═════ Material for this task
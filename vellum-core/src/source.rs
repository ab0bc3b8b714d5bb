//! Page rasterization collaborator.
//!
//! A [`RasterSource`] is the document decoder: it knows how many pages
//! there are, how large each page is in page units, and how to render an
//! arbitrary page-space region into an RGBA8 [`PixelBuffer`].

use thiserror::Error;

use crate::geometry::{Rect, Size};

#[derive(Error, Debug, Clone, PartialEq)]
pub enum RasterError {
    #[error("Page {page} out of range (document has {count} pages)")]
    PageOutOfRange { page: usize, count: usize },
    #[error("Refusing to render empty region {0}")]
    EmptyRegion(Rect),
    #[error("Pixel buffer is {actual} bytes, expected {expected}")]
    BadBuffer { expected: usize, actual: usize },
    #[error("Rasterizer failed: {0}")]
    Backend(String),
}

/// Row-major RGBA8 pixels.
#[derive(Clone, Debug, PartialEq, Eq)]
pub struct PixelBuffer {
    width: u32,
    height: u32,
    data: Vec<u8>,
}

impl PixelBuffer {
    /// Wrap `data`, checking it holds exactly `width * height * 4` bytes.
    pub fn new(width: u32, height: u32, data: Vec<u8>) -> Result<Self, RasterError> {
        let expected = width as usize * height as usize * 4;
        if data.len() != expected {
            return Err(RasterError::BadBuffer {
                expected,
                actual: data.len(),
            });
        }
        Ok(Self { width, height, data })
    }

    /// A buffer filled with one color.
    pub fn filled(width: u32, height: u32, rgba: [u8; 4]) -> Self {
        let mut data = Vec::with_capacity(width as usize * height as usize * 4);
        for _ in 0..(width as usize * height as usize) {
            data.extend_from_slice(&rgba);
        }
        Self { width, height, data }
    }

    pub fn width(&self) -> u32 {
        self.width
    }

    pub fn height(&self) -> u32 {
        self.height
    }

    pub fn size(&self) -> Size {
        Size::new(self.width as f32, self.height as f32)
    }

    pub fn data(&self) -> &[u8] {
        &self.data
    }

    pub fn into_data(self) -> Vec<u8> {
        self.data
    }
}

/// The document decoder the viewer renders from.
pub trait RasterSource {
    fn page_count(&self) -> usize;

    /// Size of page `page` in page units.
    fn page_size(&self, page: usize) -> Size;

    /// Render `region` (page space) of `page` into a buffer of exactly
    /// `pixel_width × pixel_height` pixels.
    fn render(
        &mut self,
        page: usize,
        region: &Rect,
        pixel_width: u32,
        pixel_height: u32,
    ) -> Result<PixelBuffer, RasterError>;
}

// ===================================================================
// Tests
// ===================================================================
══════════
**Problem to solve**
Give back, unchanged, the line that holds "pub trait RasterSource" along with all lines after it through the last line above.

**Problem solution**
pub trait RasterSource {
    fn page_count(&self) -> usize;

    /// Size of page `page` in page units.
    fn page_size(&self, page: usize) -> Size;

    /// Render `region` (page space) of `page` into a buffer of exactly
    /// `pixel_width × pixel_height` pixels.
    fn render(
        &mut self,
        page: usize,
        region: &Rect,
        pixel_width: u32,
        pixel_height: u32,
    ) -> Result<PixelBuffer, RasterError>;
}

// ===================================================================
// Tests
// ===================================================================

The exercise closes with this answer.